EX-99.1 2 w08618exv99w1.htm PRESS RELEASE DATED MAY 3, 2005 exv99w1
 

Exhibit 99.1

AMERICAN NATURAL ENERGY CORPORATION
6100 South Yale, Suite 300
Tulsa, Oklahoma 74136
Tel: 918-481-1440 Fax: 918-481-1473

American Natural Energy Corporation Announces Proposed
Reduction in Debenture Conversion Price

Tulsa, Oklahoma, May 3, 2005. American Natural Energy Corporation (“ANEC”) (TSX Venture: ANR.U) announced today that it is seeking the written consent of the holders of its (US)$11.2 million principal amount of outstanding 8% Convertible Secured Debentures due September 30, 2005 to a number of amendments to the terms of the Debentures and the related Trust Indenture. The amendments proposed include provisions to reduce the conversion price of the Debentures to US$0.18 per share, from US$0.43 per share, for a thirty (30) calendar day period following shortly after the requisite Debenture holder approval is obtained and certain other pre-conditions are met. Additional amendments include provisions whereby the maturity date of the Debentures would be extended to September 30, 2006, interest payments, for interest accruing commencing April 1, 2005, would be paid by issuance of shares of Common Stock valued at market price prior to the interest payment date, and holders who converted their Debentures prior to the effectiveness of the proposed amendments would be issued a number of additional shares of Common Stock based on the market price for shares of Common Stock at the time they converted their Debentures.
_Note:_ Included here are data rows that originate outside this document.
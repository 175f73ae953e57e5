//! Transcript scoring.
//!
//! Recognizers return punctuation, casing, and filler the player never
//! said, so matching runs on normalized text. Containment is deliberately
//! forgiving for young speakers; the one hard rejection is a transcript
//! that echoes the prompt itself ("say apple" is the machine, not the kid).

use std::collections::HashSet;

/// Words too common to count as evidence that two phrases share content.
const DEFAULT_EXCLUDED: &[&str] = &["go", "to"];

/// Lowercase, strip punctuation, collapse whitespace.
pub fn normalize(text: &str) -> String {
    let mut out = String::with_capacity(text.len());
    let mut last_was_space = true;
    for ch in text.chars() {
        if ch.is_alphanumeric() {
            out.extend(ch.to_lowercase());
            last_was_space = false;
        } else if ch.is_whitespace() && !last_was_space {
            out.push(' ');
            last_was_space = true;
        }
    }
    while out.ends_with(' ') {
        out.pop();
    }
    out
}

/// True when the two phrases share at least one word, ignoring the
/// excluded stop words. `None` uses the default exclusion set. Both sides
/// are normalized first, so casing and punctuation never block a match.
pub fn has_common_word(a: &str, b: &str, exclude: Option<&HashSet<String>>) -> bool {
    let default: HashSet<String> = DEFAULT_EXCLUDED.iter().map(|w| (*w).to_string()).collect();
    let exclude = exclude.unwrap_or(&default);
    let words_a = content_words(a, exclude);
    if words_a.is_empty() {
        return false;
    }
    let words_b = content_words(b, exclude);
    words_a.iter().any(|w| words_b.contains(w))
}

fn content_words(text: &str, exclude: &HashSet<String>) -> HashSet<String> {
    normalize(text)
        .split_whitespace()
        .filter(|w| !exclude.contains(*w))
        .map(str::to_string)
        .collect()
}

/// Does the transcript count as a successful attempt at the prompt?
///
/// The normalized prompt must appear inside the normalized transcript, and
/// the transcript must not contain "say <prompt>", which means the
/// recognizer picked up the synthesized instruction instead of the player.
pub fn is_match(prompt: &str, transcript: &str) -> bool {
    let prompt = normalize(prompt);
    let transcript = normalize(transcript);
    if prompt.is_empty() || transcript.is_empty() {
        return false;
    }
    if !transcript.contains(&prompt) {
        return false;
    }
    !transcript.contains(&format!("say {prompt}"))
}

#[cfg(test)]
mod tests {
    use super::*;

    #[test]
    fn normalize_strips_punctuation_and_case() {
        assert_eq!(normalize("  Apple!  "), "apple");
        assert_eq!(normalize("I like   mangoes."), "i like mangoes");
        assert_eq!(normalize("..."), "");
    }

    #[test]
    fn containment_match() {
        assert!(is_match("apple", "Apple."));
        assert!(is_match("apple", "an apple please"));
        assert!(is_match("I like mangoes", "well, I like mangoes!"));
        assert!(!is_match("apple", "banana"));
        assert!(!is_match("apple", ""));
        assert!(!is_match("", "apple"));
    }

    #[test]
    fn prompt_echo_is_rejected() {
        assert!(!is_match("apple", "please say apple"));
        assert!(!is_match("apple", "Say apple!"));
        // The word after a real attempt still counts.
        assert!(is_match("apple", "apple, I said apple"));
    }

    #[test]
    fn common_words_ignore_stop_words() {
        assert!(has_common_word("go to school", "walk to school", None));
        assert!(!has_common_word("go to", "to go", None));
        assert!(!has_common_word("", "apple", None));
        let exclude: HashSet<String> = ["school".to_string()].into_iter().collect();
        assert!(!has_common_word("go school", "walk school", Some(&exclude)));
    }

    #[test]
    fn common_words_ignore_case_and_punctuation() {
        assert!(has_common_word("Apple pie", "apple tart", None));
        assert!(has_common_word("I like mangoes", "Mangoes!", None));
        assert!(!has_common_word("Apple", "banana", None));
    }
}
In addition, pursuant to the proposed amendments, the Company would have the right to discharge the security interest collateralizing the Debentures, the negative covenants prohibiting the Company from incurring indebtedness, other than up to (US)$2.0 million of unsecured indebtedness, and creating security interests would be eliminated, and the Company would agree to file a registration statement and post-effective amendment under the U.S. Securities Act of 1933, as amended (the “U.S. Securities Act”), to enable, upon effectiveness of the registration statement and post-effective amendment, the resale of the shares issued on conversion of the Debentures and the other shares issued in lieu of cash interest and to holders who previously converted their Debentures.

     Under the proposed amendments, up to approximately 64,835,000 shares may be issued upon full conversion of the Debentures at the reduced conversion price, in payment of interest accruing during the period April 1, 2005 through June 30, 2005 at a price assumed to be at the reduced conversion price of (U.S.) $0.18 per share, and on account of Debentures previously converted. Following the thirty (30) day period during which the conversion price is proposed to be reduced, the conversion price will return to its existing conversion price of (US)$0.43 per share, subject to any future anti-dilution adjustments. Issuances of shares pursuant to the amended terms will not result in any anti-dilution adjustments to the (US)$0.43 per share conversion price.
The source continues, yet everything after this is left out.